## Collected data
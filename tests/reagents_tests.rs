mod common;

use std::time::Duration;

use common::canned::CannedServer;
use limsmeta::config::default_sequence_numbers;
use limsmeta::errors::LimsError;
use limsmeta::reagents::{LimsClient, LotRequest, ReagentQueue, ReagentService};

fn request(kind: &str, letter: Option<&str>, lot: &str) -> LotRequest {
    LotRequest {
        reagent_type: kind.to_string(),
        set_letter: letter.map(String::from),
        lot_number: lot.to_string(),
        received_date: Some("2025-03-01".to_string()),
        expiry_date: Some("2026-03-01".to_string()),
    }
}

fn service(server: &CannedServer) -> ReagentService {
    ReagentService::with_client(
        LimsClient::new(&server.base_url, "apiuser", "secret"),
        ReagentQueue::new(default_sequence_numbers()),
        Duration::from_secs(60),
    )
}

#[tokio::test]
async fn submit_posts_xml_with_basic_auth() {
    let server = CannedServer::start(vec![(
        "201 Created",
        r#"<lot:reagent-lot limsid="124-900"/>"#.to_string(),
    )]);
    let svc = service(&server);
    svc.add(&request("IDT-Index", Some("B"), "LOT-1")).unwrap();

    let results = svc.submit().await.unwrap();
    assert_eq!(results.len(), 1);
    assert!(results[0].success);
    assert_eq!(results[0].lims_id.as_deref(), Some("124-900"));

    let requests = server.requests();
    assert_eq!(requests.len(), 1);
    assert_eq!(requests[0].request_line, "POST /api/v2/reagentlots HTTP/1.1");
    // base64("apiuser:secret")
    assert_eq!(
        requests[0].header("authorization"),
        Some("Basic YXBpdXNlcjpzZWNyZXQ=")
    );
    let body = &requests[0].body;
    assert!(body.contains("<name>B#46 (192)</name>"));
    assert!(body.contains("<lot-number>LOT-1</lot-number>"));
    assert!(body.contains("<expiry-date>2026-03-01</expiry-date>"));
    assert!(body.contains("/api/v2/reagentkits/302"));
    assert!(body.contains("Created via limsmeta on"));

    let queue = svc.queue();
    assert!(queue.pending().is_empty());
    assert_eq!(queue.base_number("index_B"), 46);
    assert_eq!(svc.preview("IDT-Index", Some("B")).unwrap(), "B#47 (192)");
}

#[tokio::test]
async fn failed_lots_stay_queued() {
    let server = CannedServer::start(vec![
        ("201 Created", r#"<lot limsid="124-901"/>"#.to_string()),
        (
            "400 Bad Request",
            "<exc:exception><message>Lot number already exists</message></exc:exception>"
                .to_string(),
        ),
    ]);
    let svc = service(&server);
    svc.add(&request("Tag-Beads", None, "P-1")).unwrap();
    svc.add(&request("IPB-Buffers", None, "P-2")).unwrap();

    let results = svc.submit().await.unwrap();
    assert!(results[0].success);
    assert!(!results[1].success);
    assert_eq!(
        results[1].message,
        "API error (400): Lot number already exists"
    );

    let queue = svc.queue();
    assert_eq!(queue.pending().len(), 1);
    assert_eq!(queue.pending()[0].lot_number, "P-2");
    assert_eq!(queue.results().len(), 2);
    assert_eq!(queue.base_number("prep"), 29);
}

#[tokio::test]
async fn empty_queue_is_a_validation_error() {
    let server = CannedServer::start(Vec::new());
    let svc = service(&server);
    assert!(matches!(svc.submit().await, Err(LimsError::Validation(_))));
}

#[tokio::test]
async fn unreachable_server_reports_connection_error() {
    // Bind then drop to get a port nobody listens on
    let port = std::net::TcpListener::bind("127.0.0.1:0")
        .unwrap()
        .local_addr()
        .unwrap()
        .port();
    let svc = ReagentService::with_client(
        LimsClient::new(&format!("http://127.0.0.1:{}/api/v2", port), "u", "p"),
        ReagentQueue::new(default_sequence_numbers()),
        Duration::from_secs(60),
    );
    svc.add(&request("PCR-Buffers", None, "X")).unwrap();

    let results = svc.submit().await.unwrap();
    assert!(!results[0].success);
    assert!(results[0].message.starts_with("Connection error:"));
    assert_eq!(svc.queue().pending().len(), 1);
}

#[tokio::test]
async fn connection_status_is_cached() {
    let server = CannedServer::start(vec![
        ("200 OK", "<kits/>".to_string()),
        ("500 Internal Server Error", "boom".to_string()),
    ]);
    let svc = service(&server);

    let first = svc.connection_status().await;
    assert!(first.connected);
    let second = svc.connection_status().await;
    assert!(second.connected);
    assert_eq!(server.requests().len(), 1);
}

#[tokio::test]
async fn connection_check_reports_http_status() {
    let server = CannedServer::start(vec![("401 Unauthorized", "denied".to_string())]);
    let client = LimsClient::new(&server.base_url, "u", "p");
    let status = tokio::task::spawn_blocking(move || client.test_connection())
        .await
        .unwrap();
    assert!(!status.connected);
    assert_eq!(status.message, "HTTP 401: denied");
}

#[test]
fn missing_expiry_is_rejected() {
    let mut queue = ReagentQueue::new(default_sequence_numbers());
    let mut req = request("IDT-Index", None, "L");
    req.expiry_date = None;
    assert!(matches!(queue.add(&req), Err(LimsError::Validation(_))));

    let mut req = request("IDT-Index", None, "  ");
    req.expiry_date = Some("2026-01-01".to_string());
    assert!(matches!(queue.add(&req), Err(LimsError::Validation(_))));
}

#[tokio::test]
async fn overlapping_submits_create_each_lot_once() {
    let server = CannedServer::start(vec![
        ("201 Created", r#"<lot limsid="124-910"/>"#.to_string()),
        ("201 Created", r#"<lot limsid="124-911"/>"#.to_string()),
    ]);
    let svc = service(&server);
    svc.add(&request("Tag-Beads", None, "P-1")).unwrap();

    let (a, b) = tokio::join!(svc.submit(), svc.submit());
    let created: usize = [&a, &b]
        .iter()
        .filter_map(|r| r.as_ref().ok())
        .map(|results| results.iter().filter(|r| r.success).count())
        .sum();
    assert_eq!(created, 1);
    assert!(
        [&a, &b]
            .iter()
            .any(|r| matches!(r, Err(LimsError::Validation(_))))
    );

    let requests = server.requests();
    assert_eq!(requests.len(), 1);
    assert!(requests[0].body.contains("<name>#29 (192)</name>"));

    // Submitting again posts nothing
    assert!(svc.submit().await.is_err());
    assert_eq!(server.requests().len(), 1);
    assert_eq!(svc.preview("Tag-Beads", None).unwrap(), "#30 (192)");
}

...

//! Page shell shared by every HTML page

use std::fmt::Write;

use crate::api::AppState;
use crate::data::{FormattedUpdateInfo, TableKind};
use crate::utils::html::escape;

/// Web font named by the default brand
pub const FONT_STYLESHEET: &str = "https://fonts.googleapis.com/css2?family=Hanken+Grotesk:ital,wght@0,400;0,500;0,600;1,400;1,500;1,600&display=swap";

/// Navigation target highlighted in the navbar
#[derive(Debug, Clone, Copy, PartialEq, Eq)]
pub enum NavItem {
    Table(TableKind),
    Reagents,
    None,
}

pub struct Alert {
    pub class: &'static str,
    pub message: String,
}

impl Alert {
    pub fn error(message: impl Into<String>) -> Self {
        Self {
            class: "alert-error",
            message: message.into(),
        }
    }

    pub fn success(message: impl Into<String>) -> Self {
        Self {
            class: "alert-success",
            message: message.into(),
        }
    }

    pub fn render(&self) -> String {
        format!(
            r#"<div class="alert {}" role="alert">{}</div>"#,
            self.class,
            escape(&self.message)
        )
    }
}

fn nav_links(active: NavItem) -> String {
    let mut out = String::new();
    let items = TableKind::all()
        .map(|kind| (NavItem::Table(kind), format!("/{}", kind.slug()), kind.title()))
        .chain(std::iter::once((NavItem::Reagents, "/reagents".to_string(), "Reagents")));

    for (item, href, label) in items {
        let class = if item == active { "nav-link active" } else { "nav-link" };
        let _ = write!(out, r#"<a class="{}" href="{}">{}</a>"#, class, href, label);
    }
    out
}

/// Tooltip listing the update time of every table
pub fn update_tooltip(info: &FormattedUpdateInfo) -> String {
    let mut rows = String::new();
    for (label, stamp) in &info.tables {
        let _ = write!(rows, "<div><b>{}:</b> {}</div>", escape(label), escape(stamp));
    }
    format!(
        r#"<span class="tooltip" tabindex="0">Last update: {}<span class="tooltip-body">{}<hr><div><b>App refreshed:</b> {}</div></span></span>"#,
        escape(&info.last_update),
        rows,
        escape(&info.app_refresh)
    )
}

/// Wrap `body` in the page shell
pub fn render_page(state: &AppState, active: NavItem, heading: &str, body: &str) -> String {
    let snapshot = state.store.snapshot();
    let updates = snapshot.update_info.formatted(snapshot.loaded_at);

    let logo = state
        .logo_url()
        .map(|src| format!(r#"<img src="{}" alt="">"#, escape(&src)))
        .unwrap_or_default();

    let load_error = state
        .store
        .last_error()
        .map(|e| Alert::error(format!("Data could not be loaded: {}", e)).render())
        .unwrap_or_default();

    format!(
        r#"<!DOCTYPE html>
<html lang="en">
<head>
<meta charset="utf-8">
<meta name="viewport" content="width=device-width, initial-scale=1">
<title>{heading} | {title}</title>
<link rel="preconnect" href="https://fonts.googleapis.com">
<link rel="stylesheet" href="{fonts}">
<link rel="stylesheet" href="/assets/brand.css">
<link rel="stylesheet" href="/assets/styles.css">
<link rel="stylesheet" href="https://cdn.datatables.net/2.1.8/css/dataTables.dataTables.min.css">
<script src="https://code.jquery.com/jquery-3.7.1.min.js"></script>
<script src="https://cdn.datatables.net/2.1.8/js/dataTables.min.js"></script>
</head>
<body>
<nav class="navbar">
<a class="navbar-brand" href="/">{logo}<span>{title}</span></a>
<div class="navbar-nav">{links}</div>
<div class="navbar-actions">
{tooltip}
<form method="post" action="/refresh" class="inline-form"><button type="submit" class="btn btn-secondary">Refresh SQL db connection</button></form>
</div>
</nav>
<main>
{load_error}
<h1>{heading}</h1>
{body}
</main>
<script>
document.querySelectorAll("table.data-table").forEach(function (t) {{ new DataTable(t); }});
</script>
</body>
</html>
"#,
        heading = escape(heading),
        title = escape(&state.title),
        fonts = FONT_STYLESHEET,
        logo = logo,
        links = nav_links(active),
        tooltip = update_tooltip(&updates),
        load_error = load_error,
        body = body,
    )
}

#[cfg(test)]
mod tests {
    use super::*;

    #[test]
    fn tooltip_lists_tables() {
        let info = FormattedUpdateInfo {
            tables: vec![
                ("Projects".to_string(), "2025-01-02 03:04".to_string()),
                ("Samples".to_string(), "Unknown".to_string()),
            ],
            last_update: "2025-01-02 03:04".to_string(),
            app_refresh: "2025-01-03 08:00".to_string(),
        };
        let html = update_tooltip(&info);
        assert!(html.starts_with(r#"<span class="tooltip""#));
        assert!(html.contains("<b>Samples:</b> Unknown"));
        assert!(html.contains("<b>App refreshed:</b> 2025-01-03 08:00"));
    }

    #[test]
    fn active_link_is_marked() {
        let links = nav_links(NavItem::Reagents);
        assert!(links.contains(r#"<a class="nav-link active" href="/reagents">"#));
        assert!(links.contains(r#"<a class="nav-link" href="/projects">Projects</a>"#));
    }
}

## Task instructions
Take every line above carrying "dataTables" and return it.

## Solution for this problem
<link rel="stylesheet" href="https://cdn.datatables.net/2.1.8/css/dataTables.dataTables.min.css">
<script src="https://cdn.datatables.net/2.1.8/js/dataTables.min.js"></script>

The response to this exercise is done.